Today was the first day of our weight-loss plan at the office. I was the one who supplied the scales – I was informed a long time ago that as a survivor (for that read continuing sufferer) of an eating disorder, having a set of working scales could be damaging for my mental health. At one point I went through a phase of weighing myself every single day, at least three times, sometimes more.
Standing on those scales at the office this morning I struggled to look at the weight that was displayed there. It was depressing and frustrating. Over Christmas, I tend to eat better, not worse. I don’t stuff my face full of junk (I know that my most recent post was of biscuits and cake, but I ate neither). I had regular meals (which is unlike me), but I wasn’t as active as I usually am either.
The weight wasn’t exactly a surprise, but the 4lb gain since the beginning of November was also disappointing. Luckily today was day 1, not day 41 and there is time until the end of stage 1.
Over the course of the morning, 7 of the 8 people who’ve signed up to join the Marketing Team in their weight loss journey came down to stand on the deadly scales and have their weight and goal recorded on the spreadsheet.
It has taken me a long time and a lot of thinking, but I know, in order to make this blog as real as I possibly can, I need to record my weight here and share the journey I am going through with you.

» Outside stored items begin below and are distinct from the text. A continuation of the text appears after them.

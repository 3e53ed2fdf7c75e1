//! Meltdown Headless Simulation Harness
//!
//! Validates the reactor core without a renderer. Runs entirely
//! in-process — no windowing, no assets, no UI.
//!
//! Usage:
//!   cargo run -p meltdown-simtest
//!   cargo run -p meltdown-simtest -- --verbose

use meltdown_core::prelude::*;

// ── Test harness ────────────────────────────────────────────────────────

struct TestResult {
    name: String,
    passed: bool,
    detail: String,
}

fn result(name: &str, passed: bool, detail: String) -> TestResult {
    TestResult {
        name: name.into(),
        passed,
        detail,
    }
}

fn main() {
    env_logger::init();
    let verbose = std::env::args().any(|a| a == "--verbose");
    println!("=== Meltdown Simulation Harness ===\n");

    let mut results = Vec::new();

    // 1. Rod lattice census
    results.extend(validate_lattice());

    // 2. Cold core stays cold
    results.extend(validate_cold_core());

    // 3. Startup source heats the core
    results.extend(validate_startup_source(verbose));

    // 4. Long soak under a bang-bang rod controller
    results.extend(soak_run(verbose));

    // ── Summary ──
    println!();
    let passed = results.iter().filter(|r| r.passed).count();
    let failed = results.iter().filter(|r| !r.passed).count();
    let total = results.len();

    for r in &results {
        let icon = if r.passed { "✓" } else { "✗" };
        if !r.passed || verbose {
            println!("  {} {}: {}", icon, r.name, r.detail);
        }
    }

    println!(
        "\n=== RESULT: {}/{} passed, {} failed ===",
        passed, total, failed
    );

    if failed > 0 {
        std::process::exit(1);
    }
}

// ── 1. Rod lattice ──────────────────────────────────────────────────────

fn validate_lattice() -> Vec<TestResult> {
    println!("--- Rod Lattice ---");
    let mut results = Vec::new();

    let core = match ReactorCore::seeded(CoreConfig::default(), 1) {
        Ok(c) => c,
        Err(e) => {
            results.push(result("core_construction", false, format!("{e}")));
            return results;
        }
    };
    let grid = core.grid();

    let fuel = grid.count_of_kind(RodKind::Fuel);
    let control = grid.count_of_kind(RodKind::Control);
    let empty = grid.count_of_kind(RodKind::Empty);

    results.push(result(
        "lattice_census",
        fuel == 28 && control == 9 && empty == 12,
        format!("{fuel} fuel / {control} control / {empty} empty"),
    ));

    // The empty corner cells fall outside the cylinder; every actual rod
    // must fit inside it.
    let all_inside = grid
        .rods()
        .iter()
        .filter(|r| r.kind != RodKind::Empty)
        .all(|r| r.x.hypot(r.z) + grid.radius() <= core.config().core_radius);
    results.push(result(
        "rods_inside_core",
        all_inside,
        "every fuel/control rod fits inside the core radius".into(),
    ));

    results
}

// ── 2. Cold core ────────────────────────────────────────────────────────

fn validate_cold_core() -> Vec<TestResult> {
    println!("--- Cold Core ---");
    let mut results = Vec::new();

    let mut core = ReactorCore::seeded(CoreConfig::default(), 2).expect("default config");
    for _ in 0..2_000 {
        core.tick();
    }

    let snap = core.snapshot();
    results.push(result(
        "cold_core_idle",
        snap.core_temp == core.config().ambient_temp
            && snap.neutron_count == 0
            && !snap.is_game_started,
        format!(
            "after 10 s idle: {:.1} °C, {} neutrons, started={}",
            snap.core_temp, snap.neutron_count, snap.is_game_started
        ),
    ));

    results
}

// ── 3. Startup source ───────────────────────────────────────────────────

fn validate_startup_source(verbose: bool) -> Vec<TestResult> {
    println!("--- Startup Source ---");
    let mut results = Vec::new();

    let mut core = ReactorCore::seeded(CoreConfig::default(), 3).expect("default config");
    core.set_startup_active(true);
    let mut peak_neutrons = 0usize;
    for _ in 0..2_000 {
        core.tick();
        peak_neutrons = peak_neutrons.max(core.neutron_count());
    }

    let temp = core.core_temp();
    results.push(result(
        "startup_source_heats_core",
        peak_neutrons > 0 && temp > core.config().ambient_temp,
        format!("peak {peak_neutrons} neutrons, {temp:.1} °C after 10 s"),
    ));

    if verbose {
        print_snapshot(&core);
    }

    results
}

// ── 4. Soak run ─────────────────────────────────────────────────────────

/// Two simulated minutes with the startup source held and a bang-bang
/// rod controller chasing a temperature band. Any game outcome is
/// acceptable; what must hold is every per-tick invariant.
fn soak_run(verbose: bool) -> Vec<TestResult> {
    println!("--- Soak Run ---");
    let mut results = Vec::new();

    let cfg = CoreConfig::default();
    let capacity = cfg.max_neutrons;
    let ambient = cfg.ambient_temp;
    let height = cfg.core_height;
    let demand_step = cfg.demand_change_rate / cfg.tick_rate;
    let ticks = (120.0 * cfg.tick_rate) as usize;

    let mut core = ReactorCore::seeded(cfg, 4).expect("default config");
    core.set_startup_active(true);

    let mut violations = Vec::new();
    let mut events = Vec::new();
    for tick in 0..ticks {
        // Withdraw rods to chase power, drop them when the core runs hot.
        let command = if core.core_temp() > 1900.0 {
            RodCommand::Lower
        } else if core.core_temp() < 1700.0 {
            RodCommand::Raise
        } else {
            RodCommand::Hold
        };
        core.set_rod_command(command);
        core.tick();
        events.extend(core.drain_events());

        let snap = core.snapshot();
        let ok = snap.neutron_count <= capacity
            && snap.core_temp >= ambient
            && snap.demanded_heat >= -demand_step - 1e-9
            && (0.0..=height).contains(&snap.control_rod_pos_y)
            && (!snap.is_nuke_exploded || snap.is_game_over)
            && (!snap.is_power_outage || snap.is_game_over)
            && (!snap.is_game_over || snap.is_game_started)
            && !(snap.is_nuke_exploded && snap.is_power_outage);
        if !ok {
            violations.push(tick);
        }
    }

    results.push(result(
        "soak_invariants",
        violations.is_empty(),
        if violations.is_empty() {
            format!(
                "{} ticks clean, outcome {:?}, {} events, {} dropped emissions",
                ticks,
                core.phase(),
                events.len(),
                core.dropped_neutrons()
            )
        } else {
            format!("{} invariant violations, first at tick {}", violations.len(), violations[0])
        },
    ));

    if verbose {
        for e in &events {
            println!("  event: {e:?}");
        }
        print_snapshot(&core);
    }

    results
}

fn print_snapshot(core: &ReactorCore) {
    match serde_json::to_string_pretty(&core.snapshot()) {
        Ok(json) => println!("{json}"),
        Err(e) => println!("  snapshot serialization failed: {e}"),
    }
}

Despite not eating properly (ever), and walking at least 3 miles a day, I have to face facts, I am overweight and the only person who can actually help me, is me.
The support from friends and colleagues – and the little bit of competition that a weekly weigh-in at the office will add – is all I need to spur me on. I am hopeful that people will find my experiences and observations helpful. I also would love it if it encourages others to open up and share their own observations and lessons learned.